Fabry_cekko ha scritto:


> anche a me sta antipatica da un po' di tempo...mi piace tantissimo l'Arsenal di Henry e Vieira...però mi tocca tifarli perchè i tedeschi possono raggiungere le nostre 7 Champions in 4-5 anni



La prendi larga, eh? Sono solo gli ottavi! Vincere la Champions è sempre difficile, anche se sei fortissimo: il Bayern ha perso 2 finali in 3 anni, e lo scorso anno in casa contro il non irresistibile Chelsea. Quindi nei prossimi non vedo come ne possano vincere addirittura 3


----------



## Fabry_cekko (19 Febbraio 2013)

rossovero ha scritto:


> La prendi larga, eh? Sono solo gli ottavi!
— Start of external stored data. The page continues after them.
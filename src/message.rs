use std::collections::HashMap;

use serde::{Deserialize, Serialize};
use ulid::Ulid;

use crate::error::BrokerError;

/// Metadata stamped on a message by the provider that stored it.
#[derive(Clone, Debug, PartialEq, Eq, Serialize, Deserialize)]
pub struct ProviderMetadata {
    /// Shard or partition id assigned by the provider.
    pub shard_id: String,
    /// Epoch milliseconds at which the provider accepted the message.
    pub published_timestamp: u64,
    /// Provider-assigned sequence number, unique within the shard.
    pub sequence_number: String,
    /// Name of the transport technology that stored the message.
    pub technology: String,
}

/// An immutable message in a topic stream.
///
/// Built with [`Message::builder`]; the identifier and provider metadata
/// are assigned at publish time if absent, so a message read back from a
/// topic always carries both. The payload is a map of named binary blobs
/// whose insertion order is preserved for iteration.
#[derive(Clone, Debug, PartialEq, Serialize, Deserialize)]
pub struct Message {
    ulid: Option<Ulid>,
    external_id: String,
    client_source_id: Option<String>,
    provider: Option<ProviderMetadata>,
    ordering_group: Option<String>,
    sequence_number: u64,
    attributes: HashMap<String, String>,
    data: Vec<(String, Vec<u8>)>,
}

impl Message {
    pub fn builder() -> MessageBuilder {
        MessageBuilder::new()
    }

    /// The sortable identifier, present on every message read from a topic.
    pub fn ulid(&self) -> Option<Ulid> {
        self.ulid
    }

    /// The caller-supplied external identifier. Need not be sortable or
    /// unique.
    pub fn external_id(&self) -> &str {
        &self.external_id
    }

    pub fn client_source_id(&self) -> Option<&str> {
        self.client_source_id.as_deref()
    }

    pub fn provider(&self) -> Option<&ProviderMetadata> {
        self.provider.as_ref()
    }

    /// Caller-defined grouping for best-effort FIFO reconstruction across
    /// non-ordered transports.
    pub fn ordering_group(&self) -> Option<&str> {
        self.ordering_group.as_deref()
    }

    /// Sequence number within the ordering group; 0 means ordering is
    /// already guaranteed by the transport.
    pub fn sequence_number(&self) -> u64 {
        self.sequence_number
    }

    /// Epoch milliseconds at which the client produced the message, derived
    /// from the identifier.
    pub fn client_published_timestamp(&self) -> Option<u64> {
        self.ulid.map(|u| u.timestamp_ms())
    }

    pub fn attributes(&self) -> &HashMap<String, String> {
        &self.attributes
    }

    pub fn attribute(&self, key: &str) -> Option<&str> {
        self.attributes.get(key).map(String::as_str)
    }

    /// Payload keys in insertion order.
    pub fn keys(&self) -> impl Iterator<Item = &str> {
        self.data.iter().map(|(key, _)| key.as_str())
    }

    /// The payload blob stored under the given key.
    pub fn get(&self, key: &str) -> Option<&[u8]> {
        self.data
            .iter()
            .find(|(k, _)| k == key)
            .map(|(_, value)| value.as_slice())
    }

    pub fn data_count(&self) -> usize {
        self.data.len()
    }

    /// Decode the payload blob under `key` from bitcode.
    pub fn decode_data<T: serde::de::DeserializeOwned>(
        &self,
        key: &str,
    ) -> Result<Option<T>, bitcode::Error> {
        match self.get(key) {
            Some(bytes) => bitcode::deserialize(bytes).map(Some),
            None => Ok(None),
        }
    }

    pub(crate) fn set_ulid(&mut self, ulid: Ulid) {
        self.ulid = Some(ulid);
    }

    pub(crate) fn set_provider(&mut self, provider: ProviderMetadata) {
        self.provider = Some(provider);
    }
}

/// Builder for [`Message`]. The external id is required; everything else
/// is optional.
#[derive(Debug, Default)]
pub struct MessageBuilder {
    ulid: Option<Ulid>,
    external_id: Option<String>,
    client_source_id: Option<String>,
    provider: Option<ProviderMetadata>,
    ordering_group: Option<String>,
    sequence_number: u64,
    attributes: HashMap<String, String>,
    data: Vec<(String, Vec<u8>)>,
}

impl MessageBuilder {
    pub fn new() -> Self {
        Self::default()
    }

    /// Supply an explicit identifier instead of having one assigned at
    /// publish time.
    pub fn ulid(mut self, ulid: Ulid) -> Self {
        self.ulid = Some(ulid);
        self
    }

    pub fn external_id(mut self, external_id: impl Into<String>) -> Self {
        self.external_id = Some(external_id.into());
        self
    }

    pub fn client_source_id(mut self, source_id: impl Into<String>) -> Self {
        self.client_source_id = Some(source_id.into());
        self
    }

    pub fn provider(mut self, provider: ProviderMetadata) -> Self {
        self.provider = Some(provider);
        self
    }

    pub fn ordering_group(mut self, group: impl Into<String>) -> Self {
        self.ordering_group = Some(group.into());
        self
    }

    pub fn sequence_number(mut self, sequence_number: u64) -> Self {
        self.sequence_number = sequence_number;
        self
    }

    pub fn attribute(mut self, key: impl Into<String>, value: impl Into<String>) -> Self {
        self.attributes.insert(key.into(), value.into());
        self
    }

    /// Add a payload blob. Keys must be unique; duplicates fail `build`.
    pub fn data(mut self, key: impl Into<String>, value: Vec<u8>) -> Self {
        self.data.push((key.into(), value));
        self
    }

    /// Add a payload blob encoded with bitcode.
    pub fn encoded_data<T: Serialize>(
        self,
        key: impl Into<String>,
        value: &T,
    ) -> Result<Self, bitcode::Error> {
        let bytes = bitcode::serialize(value)?;
        Ok(self.data(key, bytes))
    }

    pub fn build(self) -> Result<Message, BrokerError> {
        let external_id = match self.external_id {
            Some(id) if !id.is_empty() => id,
            _ => {
                return Err(BrokerError::InvalidMessage(
                    "external id is required".to_string(),
                ))
            }
        };
        for (i, (key, _)) in self.data.iter().enumerate() {
            if self.data[..i].iter().any(|(k, _)| k == key) {
                return Err(BrokerError::InvalidMessage(format!(
                    "duplicate payload key: {}",
                    key
                )));
            }
        }
        Ok(Message {
            ulid: self.ulid,
            external_id,
            client_source_id: self.client_source_id,
            provider: self.provider,
            ordering_group: self.ordering_group,
            sequence_number: self.sequence_number,
            attributes: self.attributes,
            data: self.data,
        })
    }
}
Vincere la Champions è sempre difficile, anche se sei fortissimo: il Bayern ha perso 2 finali in 3 anni, e lo scorso anno in casa contro il non irresistibile Chelsea. Quindi nei prossimi non vedo come ne possano vincere addirittura 3



non dico che l'hanno già vinta però secondo me (visto che il Real è quasi fuori) sono i favoriti e con Guardiola forse diventeranno ancora più forti


----------



## rossovero (19 Febbraio 2013)

Fabry_cekko ha scritto:


> non dico che l'hanno già vinta però secondo me (visto che il Real è quasi fuori) sono i favoriti e con Guardiola forse diventeranno ancora più forti



Se va fuori il Real c'è il Manchester. E il Barcellona, per dire. E se anche vincessero, se è con merito non posso che essere contento: preferisco vedere un Bayern con 7 coppe meritate (e ha perso tante finali per arrivarci) che vedere il Liverpool che ne ha 5, con l'ultima ottenuta Dio solo sa perchè.


----------



## Dumbaghi (19 Febbraio 2013)

Se Robben farà panca a quel morto di Muller giuro che mi guardo Porto-Malaga


----------



## pennyhill (19 Febbraio 2013)

Dumbaghi ha scritto:


> Se Robben farà panca a quel morto di Muller giuro che mi guardo Porto-Malaga





*Arsenal*: Szczęsny, Sagna, Mertesacker, Vermaelen, Koscielny, Arteta, Wilshere, Walcott, Ramsey, Santi Cazorla, Podolski. 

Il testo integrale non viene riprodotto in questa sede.